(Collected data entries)

=-=-=-=-=

//! Configuration file loading.
//!
//! Lookup order: `--config <path>`, then `$QUILL_HOME/config.toml`, then
//! `<config_dir>/quill/config.toml`. A missing file in the default
//! locations yields defaults; a missing explicit file is an error.
//!
//! ```toml
//! [typewriter]
//! speed_ms = 30
//! randomness = 0.15
//! thinking_pauses = true        # false, or a fixed pause in ms
//!
//! [ui]
//! frame_ms = 16
//! cursor = "▋"
//! render = "markdown"           # markdown | builtin | plain
//!
//! [chat]
//! reply_delay_ms = 1000
//! ```

use std::path::{Path, PathBuf};
use std::time::Duration;

use serde::{Deserialize, Serialize};
use thiserror::Error;

use quill_core::markdown::MarkdownRenderer;
use quill_core::widgets::{DEFAULT_CURSOR, DEFAULT_SKIP_LABEL, ViewOptions};
use quill_core::{OptionsError, RenderStrategy, TypewriterOptions};

/// Environment variable naming the Quill home directory.
pub const QUILL_HOME_ENV: &str = "QUILL_HOME";

const CONFIG_FILE: &str = "config.toml";

/// Errors that can occur during configuration loading.
#[derive(Debug, Error)]
pub enum ConfigError {
    /// Failed to read a configuration file.
    #[error("Failed to read config file '{path}': {source}")]
    ReadError {
        path: PathBuf,
        #[source]
        source: std::io::Error,
    },

    /// Failed to parse TOML content.
    #[error("Failed to parse TOML in '{path}': {source}")]
    ParseError {
        path: PathBuf,
        #[source]
        source: toml::de::Error,
    },

    /// Typewriter options out of range.
    #[error("Invalid [typewriter] options: {0}")]
    Invalid(#[from] OptionsError),
}

/// Result type for configuration operations.
pub type ConfigResult<T> = std::result::Result<T, ConfigError>;

/// Which renderer turns revealed text into lines.
#[derive(Debug, Clone, Copy, Default, PartialEq, Eq, Serialize, Deserialize)]
#[serde(rename_all = "lowercase")]
pub enum RenderMode {
    /// Full CommonMark.
    #[default]
    Markdown,
    /// Fence splitting only.
    Builtin,
    Plain,
}

/// `[ui]` section.
#[derive(Debug, Clone, PartialEq, Serialize, Deserialize)]
#[serde(default)]
pub struct UiConfig {
    pub frame_ms: u64,
    pub show_cursor: bool,
    pub cursor: String,
    pub show_skip_button: bool,
    pub skip_label: String,
    pub show_progress: bool,
    pub render: RenderMode,
}

impl Default for UiConfig {
    fn default() -> Self {
        Self {
            frame_ms: 16,
            show_cursor: true,
            cursor: DEFAULT_CURSOR.to_string(),
            show_skip_button: true,
            skip_label: DEFAULT_SKIP_LABEL.to_string(),
            show_progress: true,
            render: RenderMode::Markdown,
        }
    }
}

impl UiConfig {
    /// Frame interval; never below one millisecond.
    pub fn frame(&self) -> Duration {
        Duration::from_millis(self.frame_ms.max(1))
    }

    pub fn view_options(&self) -> ViewOptions {
        let strategy = match self.render {
            RenderMode::Markdown => RenderStrategy::commonmark(MarkdownRenderer::new()),
            RenderMode::Builtin => RenderStrategy::BuiltinMarkdown,
            RenderMode::Plain => RenderStrategy::PlainText,
        };
        ViewOptions {
            strategy,
            show_cursor: self.show_cursor,
            cursor: self.cursor.clone(),
            show_skip_button: self.show_skip_button,
            skip_label: self.skip_label.clone(),
            show_progress: self.show_progress,
        }
    }
}

/// `[chat]` section.
#[derive(Debug, Clone, PartialEq, Serialize, Deserialize)]
#[serde(default)]
pub struct ChatConfig {
    pub reply_delay_ms: u64,
}

impl Default for ChatConfig {
    fn default() -> Self {
        Self {
            reply_delay_ms: 1000,
        }
    }
}

impl ChatConfig {
    pub fn reply_delay(&self) -> Duration {
        Duration::from_millis(self.reply_delay_ms)
    }
}

/// The whole configuration file.
#[derive(Debug, Clone, Default, PartialEq, Serialize, Deserialize)]
#[serde(default)]
pub struct QuillConfig {
    pub typewriter: TypewriterOptions,
    pub ui: UiConfig,
    pub chat: ChatConfig,
}

impl QuillConfig {
    /// Loads the configuration following the lookup order.
    pub fn load(explicit: Option<&Path>) -> ConfigResult<Self> {
        if let Some(path) = explicit {
            return Self::load_from_file(path);
        }
        match default_config_path() {
            Some(path) if path.exists() => Self::load_from_file(&path),
            _ => {
                tracing::debug!("no config file found, using defaults");
                Ok(Self::default())
            }
        }
    }

    pub fn load_from_file(path: &Path) -> ConfigResult<Self> {
        let content = std::fs::read_to_string(path).map_err(|e| ConfigError::ReadError {
            path: path.to_path_buf(),
            source: e,
        })?;
        let config = Self::parse(&content).map_err(|e| match e {
            ConfigError::ParseError { source, .. } => ConfigError::ParseError {
                path: path.to_path_buf(),
                source,
            },
            other => other,
        })?;
        tracing::debug!(path = %path.display(), "loaded config");
        Ok(config)
    }

    /// Parses and validates TOML content.
    pub fn parse(content: &str) -> ConfigResult<Self> {
        let config: Self = toml::from_str(content).map_err(|e| ConfigError::ParseError {
            path: PathBuf::from("<string>"),
            source: e,
        })?;
        config.typewriter.validate()?;
        Ok(config)
    }
}

/// Quill home: `$QUILL_HOME`, else `<config_dir>/quill`.
pub fn quill_home() -> Option<PathBuf> {
    resolve_home(
        std::env::var_os(QUILL_HOME_ENV).map(PathBuf::from),
        dirs::config_dir(),
    )
}

fn resolve_home(env_home: Option<PathBuf>, config_dir: Option<PathBuf>) -> Option<PathBuf> {
    env_home
        .filter(|p| !p.as_os_str().is_empty())
        .or_else(|| config_dir.map(|d| d.join("quill")))
}

/// Default config file location.
pub fn default_config_path() -> Option<PathBuf> {
    quill_home().map(|home| home.join(CONFIG_FILE))
}

#[cfg(test)]
mod tests {
    use super::*;
    use quill_core::ThinkingPauses;
    use std::io::Write;

    #[test]
    fn test_empty_file_is_default() {
        let config = QuillConfig::parse("").unwrap();
        assert_eq!(config, QuillConfig::default());
        assert_eq!(config.ui.frame(), Duration::from_millis(16));
        assert_eq!(config.chat.reply_delay(), Duration::from_secs(1));
    }

    #[test]
    fn test_partial_sections() {
        let config = QuillConfig::parse(
            r#"
            [typewriter]
            speed_ms = 10
            thinking_pauses = 250

            [ui]
            render = "plain"
            skip_label = "[esc]"
            "#,
        )
        .unwrap();
        assert_eq!(config.typewriter.speed_ms, 10.0);
        assert_eq!(config.typewriter.randomness, 0.15);
        assert_eq!(config.typewriter.thinking_pauses, ThinkingPauses::fixed_ms(250));
        assert_eq!(config.ui.render, RenderMode::Plain);
        assert_eq!(config.ui.skip_label, "[esc]");
        assert!(config.ui.show_cursor);
    }

    #[test]
    fn test_invalid_options_rejected() {
        let err = QuillConfig::parse("[typewriter]\nrandomness = 1.5\n").unwrap_err();
        assert!(matches!(err, ConfigError::Invalid(_)));
    }

    #[test]
    fn test_bad_toml_reports_path() {
        let mut file = tempfile::NamedTempFile::new().unwrap();
        write!(file, "[ui\nframe_ms = ").unwrap();
        let err = QuillConfig::load_from_file(file.path()).unwrap_err();
        match err {
            ConfigError::ParseError { path, .. } => assert_eq!(path, file.path()),
            other => panic!("unexpected error: {other}"),
        }
    }

    #[test]
    fn test_missing_explicit_file_is_error() {
        let dir = tempfile::tempdir().unwrap();
        let missing = dir.path().join("nope.toml");
        let err = QuillConfig::load(Some(&missing)).unwrap_err();
        assert!(matches!(err, ConfigError::ReadError { .. }));
        assert!(err.to_string().contains("nope.toml"));
    }

    #[test]
    fn test_load_from_file() {
        let dir = tempfile::tempdir().unwrap();
        let path = dir.path().join(CONFIG_FILE);
        std::fs::write(&path, "[chat]\nreply_delay_ms = 50\n").unwrap();
        let config = QuillConfig::load(Some(&path)).unwrap();
        assert_eq!(config.chat.reply_delay_ms, 50);
    }

    #[test]
    fn test_home_resolution() {
        let env = Some(PathBuf::from("/tmp/qh"));
        let cfg = Some(PathBuf::from("/home/u/.config"));
        assert_eq!(resolve_home(env, cfg.clone()), Some(PathBuf::from("/tmp/qh")));
        assert_eq!(
            resolve_home(Some(PathBuf::new()), cfg.clone()),
            Some(PathBuf::from("/home/u/.config/quill"))
        );
        assert_eq!(resolve_home(None, None), None);
    }

    #[test]
    fn test_view_options_follow_ui() {
        let ui = UiConfig {
            render: RenderMode::Builtin,
            show_cursor: false,
            ..UiConfig::default()
        };
        let view = ui.view_options();
        assert!(matches!(view.strategy, RenderStrategy::BuiltinMarkdown));
        assert!(!view.show_cursor);
    }

    #[test]
    fn test_frame_never_zero() {
        let ui = UiConfig {
            frame_ms: 0,
            ..UiConfig::default()
        };
        assert_eq!(ui.frame(), Duration::from_millis(1));
    }
}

=-=-=-=-=

**Task details:** What is needed is every line from the data above that includes the string "derive", copied out.

**Completed exercise:**
#[derive(Debug, Error)]
#[derive(Debug, Clone, Copy, Default, PartialEq, Eq, Serialize, Deserialize)]
#[derive(Debug, Clone, PartialEq, Serialize, Deserialize)]
#[derive(Debug, Clone, PartialEq, Serialize, Deserialize)]
#[derive(Debug, Clone, Default, PartialEq, Serialize, Deserialize)]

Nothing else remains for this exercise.